WORK TASK
Filter these entries so that only lines with the word "been" remain.

(Saved entries)
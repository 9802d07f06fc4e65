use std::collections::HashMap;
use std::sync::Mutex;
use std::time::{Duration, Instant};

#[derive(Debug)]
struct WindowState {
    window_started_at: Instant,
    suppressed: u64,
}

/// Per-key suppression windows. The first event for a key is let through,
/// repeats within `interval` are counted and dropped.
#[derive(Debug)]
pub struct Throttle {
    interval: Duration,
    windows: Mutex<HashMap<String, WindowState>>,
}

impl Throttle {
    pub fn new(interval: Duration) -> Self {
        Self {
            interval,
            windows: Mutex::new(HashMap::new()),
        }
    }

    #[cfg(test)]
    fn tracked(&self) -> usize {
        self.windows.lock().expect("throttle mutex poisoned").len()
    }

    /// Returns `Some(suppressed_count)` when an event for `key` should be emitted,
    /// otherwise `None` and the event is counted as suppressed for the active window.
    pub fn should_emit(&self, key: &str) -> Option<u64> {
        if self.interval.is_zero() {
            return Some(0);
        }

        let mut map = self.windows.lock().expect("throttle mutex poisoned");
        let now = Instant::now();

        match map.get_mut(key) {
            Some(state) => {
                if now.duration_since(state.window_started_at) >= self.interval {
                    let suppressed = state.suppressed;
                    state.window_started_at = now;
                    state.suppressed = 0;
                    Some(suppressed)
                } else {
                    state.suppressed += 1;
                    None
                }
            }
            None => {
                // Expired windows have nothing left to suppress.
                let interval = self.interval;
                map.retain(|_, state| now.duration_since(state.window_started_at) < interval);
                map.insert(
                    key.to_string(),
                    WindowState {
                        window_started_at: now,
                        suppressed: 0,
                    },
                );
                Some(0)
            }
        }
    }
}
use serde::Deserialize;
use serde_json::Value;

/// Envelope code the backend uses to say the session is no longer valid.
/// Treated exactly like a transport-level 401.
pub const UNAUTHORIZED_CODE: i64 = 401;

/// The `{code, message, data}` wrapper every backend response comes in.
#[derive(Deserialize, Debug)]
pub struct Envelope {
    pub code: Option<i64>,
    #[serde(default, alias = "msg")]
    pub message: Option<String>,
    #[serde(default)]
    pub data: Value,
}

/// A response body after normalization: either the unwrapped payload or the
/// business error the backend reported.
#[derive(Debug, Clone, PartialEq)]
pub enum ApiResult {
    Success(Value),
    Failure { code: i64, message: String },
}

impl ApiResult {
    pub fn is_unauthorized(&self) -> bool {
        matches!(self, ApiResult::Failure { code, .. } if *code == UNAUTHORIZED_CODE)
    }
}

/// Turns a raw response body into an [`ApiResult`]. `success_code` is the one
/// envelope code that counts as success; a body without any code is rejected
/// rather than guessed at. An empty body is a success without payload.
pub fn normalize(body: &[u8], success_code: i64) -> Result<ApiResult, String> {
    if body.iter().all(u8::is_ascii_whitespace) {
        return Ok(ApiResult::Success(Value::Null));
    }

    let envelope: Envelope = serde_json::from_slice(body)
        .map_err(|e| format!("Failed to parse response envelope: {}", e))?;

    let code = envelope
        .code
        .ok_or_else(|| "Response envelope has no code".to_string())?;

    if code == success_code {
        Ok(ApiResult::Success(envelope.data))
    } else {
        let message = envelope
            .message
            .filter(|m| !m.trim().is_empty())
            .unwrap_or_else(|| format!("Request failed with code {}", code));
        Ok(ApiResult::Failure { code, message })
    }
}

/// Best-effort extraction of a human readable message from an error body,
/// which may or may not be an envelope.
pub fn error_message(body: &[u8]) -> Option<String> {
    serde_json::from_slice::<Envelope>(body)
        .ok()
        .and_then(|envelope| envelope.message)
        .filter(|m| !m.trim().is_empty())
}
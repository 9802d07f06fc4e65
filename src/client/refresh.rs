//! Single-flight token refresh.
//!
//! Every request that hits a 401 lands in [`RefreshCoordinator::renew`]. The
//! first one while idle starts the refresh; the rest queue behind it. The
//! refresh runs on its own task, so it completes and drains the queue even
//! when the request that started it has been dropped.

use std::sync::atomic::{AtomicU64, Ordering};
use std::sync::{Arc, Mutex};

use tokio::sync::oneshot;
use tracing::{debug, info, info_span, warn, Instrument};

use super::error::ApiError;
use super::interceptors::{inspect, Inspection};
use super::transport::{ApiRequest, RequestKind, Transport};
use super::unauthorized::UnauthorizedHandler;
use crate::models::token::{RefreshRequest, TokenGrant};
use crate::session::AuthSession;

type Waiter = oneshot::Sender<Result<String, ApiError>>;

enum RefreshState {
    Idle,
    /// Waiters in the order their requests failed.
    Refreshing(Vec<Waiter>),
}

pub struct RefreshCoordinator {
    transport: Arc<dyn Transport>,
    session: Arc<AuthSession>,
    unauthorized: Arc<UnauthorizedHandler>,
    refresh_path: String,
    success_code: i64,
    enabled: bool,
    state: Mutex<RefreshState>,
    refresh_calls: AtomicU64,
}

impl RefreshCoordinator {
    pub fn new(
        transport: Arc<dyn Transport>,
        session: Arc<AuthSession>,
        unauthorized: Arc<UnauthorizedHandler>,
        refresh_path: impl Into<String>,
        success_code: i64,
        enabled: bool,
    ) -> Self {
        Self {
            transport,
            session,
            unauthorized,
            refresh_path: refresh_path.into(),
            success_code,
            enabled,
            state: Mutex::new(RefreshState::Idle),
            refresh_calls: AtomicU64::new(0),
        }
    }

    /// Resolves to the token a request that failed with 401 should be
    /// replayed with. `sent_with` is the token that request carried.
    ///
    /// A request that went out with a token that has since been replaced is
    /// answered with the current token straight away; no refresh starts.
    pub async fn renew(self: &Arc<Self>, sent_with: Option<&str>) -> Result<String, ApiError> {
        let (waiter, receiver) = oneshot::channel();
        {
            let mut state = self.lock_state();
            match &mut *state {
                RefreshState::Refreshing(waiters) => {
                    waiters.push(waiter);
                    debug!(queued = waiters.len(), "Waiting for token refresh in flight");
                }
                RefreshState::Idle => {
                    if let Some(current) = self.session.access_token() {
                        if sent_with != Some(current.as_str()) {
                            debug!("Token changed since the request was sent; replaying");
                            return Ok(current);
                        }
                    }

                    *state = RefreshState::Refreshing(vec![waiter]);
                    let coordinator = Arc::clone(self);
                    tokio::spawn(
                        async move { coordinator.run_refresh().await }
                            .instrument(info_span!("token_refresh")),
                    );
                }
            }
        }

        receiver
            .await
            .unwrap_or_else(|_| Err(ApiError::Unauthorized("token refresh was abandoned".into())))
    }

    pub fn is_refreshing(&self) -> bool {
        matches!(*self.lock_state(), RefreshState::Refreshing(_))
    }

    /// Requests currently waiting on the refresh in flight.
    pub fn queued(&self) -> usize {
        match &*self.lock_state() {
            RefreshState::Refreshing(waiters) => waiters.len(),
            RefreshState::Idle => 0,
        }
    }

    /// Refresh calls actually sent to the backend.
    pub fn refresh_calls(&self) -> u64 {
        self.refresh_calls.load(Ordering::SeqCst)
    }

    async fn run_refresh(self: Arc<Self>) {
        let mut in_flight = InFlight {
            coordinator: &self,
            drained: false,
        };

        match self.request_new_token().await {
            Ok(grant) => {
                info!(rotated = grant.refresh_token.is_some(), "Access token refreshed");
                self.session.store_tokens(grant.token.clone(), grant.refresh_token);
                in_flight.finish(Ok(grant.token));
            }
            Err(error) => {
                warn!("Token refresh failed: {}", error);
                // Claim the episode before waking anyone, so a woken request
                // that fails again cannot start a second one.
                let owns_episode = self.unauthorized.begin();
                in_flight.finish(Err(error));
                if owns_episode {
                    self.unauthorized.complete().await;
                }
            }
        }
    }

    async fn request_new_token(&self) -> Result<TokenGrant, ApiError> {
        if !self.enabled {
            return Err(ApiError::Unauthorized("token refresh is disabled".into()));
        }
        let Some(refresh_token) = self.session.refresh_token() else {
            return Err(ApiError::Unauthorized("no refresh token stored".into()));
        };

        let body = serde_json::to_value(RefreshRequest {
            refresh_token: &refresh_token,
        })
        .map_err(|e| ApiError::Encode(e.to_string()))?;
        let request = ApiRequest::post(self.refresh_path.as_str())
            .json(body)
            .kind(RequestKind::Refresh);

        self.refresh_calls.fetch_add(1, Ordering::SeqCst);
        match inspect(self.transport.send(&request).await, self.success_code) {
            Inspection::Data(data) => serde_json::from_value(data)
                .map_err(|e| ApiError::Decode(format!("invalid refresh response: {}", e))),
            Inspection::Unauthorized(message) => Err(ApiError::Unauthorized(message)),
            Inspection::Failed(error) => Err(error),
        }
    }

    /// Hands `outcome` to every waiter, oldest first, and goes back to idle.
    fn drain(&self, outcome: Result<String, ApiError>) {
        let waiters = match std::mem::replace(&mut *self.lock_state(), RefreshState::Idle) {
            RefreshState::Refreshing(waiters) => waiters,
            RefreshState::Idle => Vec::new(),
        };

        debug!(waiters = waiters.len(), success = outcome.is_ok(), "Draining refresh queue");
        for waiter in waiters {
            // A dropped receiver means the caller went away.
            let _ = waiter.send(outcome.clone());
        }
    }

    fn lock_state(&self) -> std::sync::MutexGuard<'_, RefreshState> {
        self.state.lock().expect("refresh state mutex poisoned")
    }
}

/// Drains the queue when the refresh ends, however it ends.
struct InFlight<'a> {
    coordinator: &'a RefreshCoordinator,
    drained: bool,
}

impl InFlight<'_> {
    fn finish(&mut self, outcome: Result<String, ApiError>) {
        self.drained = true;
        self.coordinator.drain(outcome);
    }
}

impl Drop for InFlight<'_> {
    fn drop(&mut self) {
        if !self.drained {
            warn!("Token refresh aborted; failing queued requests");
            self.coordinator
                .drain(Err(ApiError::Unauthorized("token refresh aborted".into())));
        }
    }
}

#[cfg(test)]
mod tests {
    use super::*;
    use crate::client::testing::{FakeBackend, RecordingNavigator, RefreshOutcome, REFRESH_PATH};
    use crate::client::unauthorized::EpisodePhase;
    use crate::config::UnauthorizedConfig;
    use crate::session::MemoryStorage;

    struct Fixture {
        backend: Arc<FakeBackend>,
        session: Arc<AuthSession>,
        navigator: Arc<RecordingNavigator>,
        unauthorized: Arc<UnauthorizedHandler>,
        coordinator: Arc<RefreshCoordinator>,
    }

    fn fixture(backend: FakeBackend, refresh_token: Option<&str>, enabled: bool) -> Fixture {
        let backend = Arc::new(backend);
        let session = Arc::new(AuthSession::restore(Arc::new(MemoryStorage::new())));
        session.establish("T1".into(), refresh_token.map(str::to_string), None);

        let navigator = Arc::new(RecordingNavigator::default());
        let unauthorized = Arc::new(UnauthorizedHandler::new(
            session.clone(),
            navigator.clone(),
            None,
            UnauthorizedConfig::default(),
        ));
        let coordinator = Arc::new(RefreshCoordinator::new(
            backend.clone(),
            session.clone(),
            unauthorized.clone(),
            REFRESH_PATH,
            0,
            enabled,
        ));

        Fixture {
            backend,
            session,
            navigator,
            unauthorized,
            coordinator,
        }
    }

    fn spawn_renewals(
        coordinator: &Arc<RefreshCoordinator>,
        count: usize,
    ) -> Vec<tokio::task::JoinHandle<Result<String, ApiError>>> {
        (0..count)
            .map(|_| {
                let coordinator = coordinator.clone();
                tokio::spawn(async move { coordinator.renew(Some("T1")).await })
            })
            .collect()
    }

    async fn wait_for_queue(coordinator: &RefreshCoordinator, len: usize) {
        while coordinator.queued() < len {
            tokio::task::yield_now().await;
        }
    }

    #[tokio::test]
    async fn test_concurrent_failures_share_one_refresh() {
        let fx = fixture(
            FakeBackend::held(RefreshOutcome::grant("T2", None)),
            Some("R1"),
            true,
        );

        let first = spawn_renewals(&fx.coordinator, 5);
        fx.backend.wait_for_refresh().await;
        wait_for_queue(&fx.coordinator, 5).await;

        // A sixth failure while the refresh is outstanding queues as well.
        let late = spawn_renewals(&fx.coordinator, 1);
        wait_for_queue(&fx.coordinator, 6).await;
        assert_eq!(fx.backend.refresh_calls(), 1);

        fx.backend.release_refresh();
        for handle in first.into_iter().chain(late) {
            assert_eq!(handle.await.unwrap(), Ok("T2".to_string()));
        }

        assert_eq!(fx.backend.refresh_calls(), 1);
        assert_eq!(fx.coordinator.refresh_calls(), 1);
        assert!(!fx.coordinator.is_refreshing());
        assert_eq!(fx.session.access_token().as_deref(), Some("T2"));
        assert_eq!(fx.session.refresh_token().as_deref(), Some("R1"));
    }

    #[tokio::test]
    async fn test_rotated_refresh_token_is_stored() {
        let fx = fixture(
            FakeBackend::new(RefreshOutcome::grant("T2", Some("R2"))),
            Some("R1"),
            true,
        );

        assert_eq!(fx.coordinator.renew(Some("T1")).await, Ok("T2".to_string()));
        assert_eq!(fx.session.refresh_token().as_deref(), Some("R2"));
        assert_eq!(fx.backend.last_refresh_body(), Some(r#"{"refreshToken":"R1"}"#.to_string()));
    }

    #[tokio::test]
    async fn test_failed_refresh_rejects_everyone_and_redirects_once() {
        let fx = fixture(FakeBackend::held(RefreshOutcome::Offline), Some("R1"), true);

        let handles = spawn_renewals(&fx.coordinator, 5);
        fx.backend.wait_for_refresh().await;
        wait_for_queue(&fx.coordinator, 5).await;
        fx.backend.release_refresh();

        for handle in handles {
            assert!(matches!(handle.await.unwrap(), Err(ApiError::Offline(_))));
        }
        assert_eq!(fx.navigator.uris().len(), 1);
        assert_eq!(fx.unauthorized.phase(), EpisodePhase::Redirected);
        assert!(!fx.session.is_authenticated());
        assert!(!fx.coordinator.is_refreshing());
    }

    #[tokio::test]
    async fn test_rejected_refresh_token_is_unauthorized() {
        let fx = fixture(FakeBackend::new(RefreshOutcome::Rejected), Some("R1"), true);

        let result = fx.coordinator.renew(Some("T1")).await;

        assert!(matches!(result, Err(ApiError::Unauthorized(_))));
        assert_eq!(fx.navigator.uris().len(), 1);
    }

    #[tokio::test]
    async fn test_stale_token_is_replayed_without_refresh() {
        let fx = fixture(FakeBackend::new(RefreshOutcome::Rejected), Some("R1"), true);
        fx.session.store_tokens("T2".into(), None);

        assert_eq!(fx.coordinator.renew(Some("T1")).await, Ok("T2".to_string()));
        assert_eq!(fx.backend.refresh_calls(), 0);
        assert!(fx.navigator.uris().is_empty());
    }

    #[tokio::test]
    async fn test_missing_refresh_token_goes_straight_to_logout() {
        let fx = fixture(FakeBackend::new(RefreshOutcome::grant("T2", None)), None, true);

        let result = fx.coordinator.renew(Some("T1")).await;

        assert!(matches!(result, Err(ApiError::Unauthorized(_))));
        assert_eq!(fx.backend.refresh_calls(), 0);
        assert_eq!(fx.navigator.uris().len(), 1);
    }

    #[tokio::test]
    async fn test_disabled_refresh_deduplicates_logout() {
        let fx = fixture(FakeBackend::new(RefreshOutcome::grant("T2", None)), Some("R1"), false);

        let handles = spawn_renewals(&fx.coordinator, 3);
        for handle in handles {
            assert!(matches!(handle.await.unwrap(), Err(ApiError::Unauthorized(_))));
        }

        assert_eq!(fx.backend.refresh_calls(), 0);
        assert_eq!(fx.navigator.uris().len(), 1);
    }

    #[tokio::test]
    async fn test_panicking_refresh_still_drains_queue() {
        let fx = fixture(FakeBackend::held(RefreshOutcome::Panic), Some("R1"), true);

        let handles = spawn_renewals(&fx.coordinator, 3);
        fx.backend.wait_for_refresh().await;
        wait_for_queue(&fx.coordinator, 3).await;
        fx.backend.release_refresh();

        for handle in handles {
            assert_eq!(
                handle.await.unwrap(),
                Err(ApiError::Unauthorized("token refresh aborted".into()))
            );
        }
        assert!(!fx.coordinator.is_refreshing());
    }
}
...
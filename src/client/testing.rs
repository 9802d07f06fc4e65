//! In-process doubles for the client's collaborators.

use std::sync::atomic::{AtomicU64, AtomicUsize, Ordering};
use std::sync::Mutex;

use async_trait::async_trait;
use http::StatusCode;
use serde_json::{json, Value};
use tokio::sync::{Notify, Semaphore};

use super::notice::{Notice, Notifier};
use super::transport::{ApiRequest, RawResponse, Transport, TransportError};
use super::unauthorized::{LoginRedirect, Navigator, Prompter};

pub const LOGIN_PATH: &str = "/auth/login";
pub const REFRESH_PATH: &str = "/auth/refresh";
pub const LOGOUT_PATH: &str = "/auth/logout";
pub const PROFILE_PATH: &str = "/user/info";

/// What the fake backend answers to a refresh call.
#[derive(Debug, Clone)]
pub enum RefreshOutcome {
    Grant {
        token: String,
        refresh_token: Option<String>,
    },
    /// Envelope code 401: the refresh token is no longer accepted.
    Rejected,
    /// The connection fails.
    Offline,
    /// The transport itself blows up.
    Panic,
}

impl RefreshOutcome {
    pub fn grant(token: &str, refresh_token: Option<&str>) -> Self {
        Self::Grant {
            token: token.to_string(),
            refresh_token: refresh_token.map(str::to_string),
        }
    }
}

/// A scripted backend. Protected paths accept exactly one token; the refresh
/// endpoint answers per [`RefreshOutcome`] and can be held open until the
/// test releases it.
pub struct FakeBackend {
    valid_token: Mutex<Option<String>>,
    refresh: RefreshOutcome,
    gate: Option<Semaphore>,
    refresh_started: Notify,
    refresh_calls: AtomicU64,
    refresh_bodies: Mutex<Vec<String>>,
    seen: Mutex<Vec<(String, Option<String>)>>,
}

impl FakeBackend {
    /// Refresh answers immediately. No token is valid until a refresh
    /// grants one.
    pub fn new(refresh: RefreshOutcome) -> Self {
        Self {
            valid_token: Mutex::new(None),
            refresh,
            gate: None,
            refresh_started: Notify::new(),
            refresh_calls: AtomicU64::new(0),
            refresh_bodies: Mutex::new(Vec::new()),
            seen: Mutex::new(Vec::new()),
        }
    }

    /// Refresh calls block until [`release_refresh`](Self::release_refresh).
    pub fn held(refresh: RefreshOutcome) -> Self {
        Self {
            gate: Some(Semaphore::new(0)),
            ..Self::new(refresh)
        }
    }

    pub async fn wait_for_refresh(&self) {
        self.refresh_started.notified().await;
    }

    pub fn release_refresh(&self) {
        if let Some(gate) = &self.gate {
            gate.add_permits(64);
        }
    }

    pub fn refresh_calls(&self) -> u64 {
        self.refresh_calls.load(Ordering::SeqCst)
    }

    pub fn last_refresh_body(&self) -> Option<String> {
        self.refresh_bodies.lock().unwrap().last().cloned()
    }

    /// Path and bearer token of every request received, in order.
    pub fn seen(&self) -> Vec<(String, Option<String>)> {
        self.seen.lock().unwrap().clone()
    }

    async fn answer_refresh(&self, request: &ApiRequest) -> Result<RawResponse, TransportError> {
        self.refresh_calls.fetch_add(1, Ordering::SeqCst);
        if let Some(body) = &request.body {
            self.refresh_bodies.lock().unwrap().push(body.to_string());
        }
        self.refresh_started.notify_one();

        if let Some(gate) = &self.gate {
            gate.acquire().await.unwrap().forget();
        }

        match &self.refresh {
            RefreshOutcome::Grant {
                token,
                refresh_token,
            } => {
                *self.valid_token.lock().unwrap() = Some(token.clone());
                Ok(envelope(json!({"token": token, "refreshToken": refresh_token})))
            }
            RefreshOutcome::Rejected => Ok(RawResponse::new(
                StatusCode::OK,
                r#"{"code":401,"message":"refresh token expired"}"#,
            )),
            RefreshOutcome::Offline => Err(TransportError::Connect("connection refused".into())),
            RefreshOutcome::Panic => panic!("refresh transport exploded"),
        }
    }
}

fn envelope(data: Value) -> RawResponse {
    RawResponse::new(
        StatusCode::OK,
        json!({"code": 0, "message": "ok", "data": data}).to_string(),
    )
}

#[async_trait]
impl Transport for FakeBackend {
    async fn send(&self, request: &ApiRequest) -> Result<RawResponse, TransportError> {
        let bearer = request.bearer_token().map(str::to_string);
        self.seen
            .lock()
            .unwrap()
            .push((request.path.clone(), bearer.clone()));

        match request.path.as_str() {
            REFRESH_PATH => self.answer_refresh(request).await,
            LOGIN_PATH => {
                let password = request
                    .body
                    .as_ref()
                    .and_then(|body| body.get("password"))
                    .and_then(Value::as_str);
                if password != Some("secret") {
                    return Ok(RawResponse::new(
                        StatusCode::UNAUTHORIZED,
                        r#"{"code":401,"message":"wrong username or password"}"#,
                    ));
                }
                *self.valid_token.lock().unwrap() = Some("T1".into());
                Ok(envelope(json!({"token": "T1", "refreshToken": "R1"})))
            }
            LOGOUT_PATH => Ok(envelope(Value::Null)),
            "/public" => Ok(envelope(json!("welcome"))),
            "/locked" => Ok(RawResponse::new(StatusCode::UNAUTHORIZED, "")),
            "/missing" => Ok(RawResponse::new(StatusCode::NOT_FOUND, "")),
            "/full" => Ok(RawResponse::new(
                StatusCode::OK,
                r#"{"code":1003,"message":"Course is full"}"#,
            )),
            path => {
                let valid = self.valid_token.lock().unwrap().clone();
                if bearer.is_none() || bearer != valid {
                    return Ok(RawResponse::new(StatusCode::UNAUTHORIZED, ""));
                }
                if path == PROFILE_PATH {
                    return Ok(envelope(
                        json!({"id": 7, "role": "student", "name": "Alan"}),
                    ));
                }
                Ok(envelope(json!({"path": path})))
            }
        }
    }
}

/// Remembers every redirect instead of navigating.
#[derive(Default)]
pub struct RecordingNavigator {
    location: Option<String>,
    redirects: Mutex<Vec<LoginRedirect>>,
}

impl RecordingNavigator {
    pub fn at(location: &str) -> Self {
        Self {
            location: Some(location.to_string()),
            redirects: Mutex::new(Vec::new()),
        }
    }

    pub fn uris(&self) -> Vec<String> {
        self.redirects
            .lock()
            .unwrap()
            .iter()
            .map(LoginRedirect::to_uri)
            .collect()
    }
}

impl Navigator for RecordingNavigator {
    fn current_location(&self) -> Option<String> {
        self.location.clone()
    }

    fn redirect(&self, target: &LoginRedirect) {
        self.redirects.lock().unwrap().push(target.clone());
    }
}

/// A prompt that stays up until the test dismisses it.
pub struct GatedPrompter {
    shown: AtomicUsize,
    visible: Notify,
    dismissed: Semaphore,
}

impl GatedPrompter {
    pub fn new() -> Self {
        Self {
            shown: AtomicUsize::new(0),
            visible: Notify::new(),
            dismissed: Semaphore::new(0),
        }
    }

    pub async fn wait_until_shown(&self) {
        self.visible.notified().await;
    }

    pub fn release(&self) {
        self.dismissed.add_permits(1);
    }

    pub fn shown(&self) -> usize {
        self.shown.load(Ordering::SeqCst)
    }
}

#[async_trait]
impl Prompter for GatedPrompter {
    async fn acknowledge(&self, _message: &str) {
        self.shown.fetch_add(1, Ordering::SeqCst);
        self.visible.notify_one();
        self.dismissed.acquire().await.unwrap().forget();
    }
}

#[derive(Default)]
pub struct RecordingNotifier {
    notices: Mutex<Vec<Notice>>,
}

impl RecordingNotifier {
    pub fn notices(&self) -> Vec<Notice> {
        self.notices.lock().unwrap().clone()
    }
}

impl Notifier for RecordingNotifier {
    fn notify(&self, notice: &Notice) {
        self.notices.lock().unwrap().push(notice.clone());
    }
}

RESPONSE TO THE TASK
//! when the request that started it has been dropped.
    /// A request that went out with a token that has since been replaced is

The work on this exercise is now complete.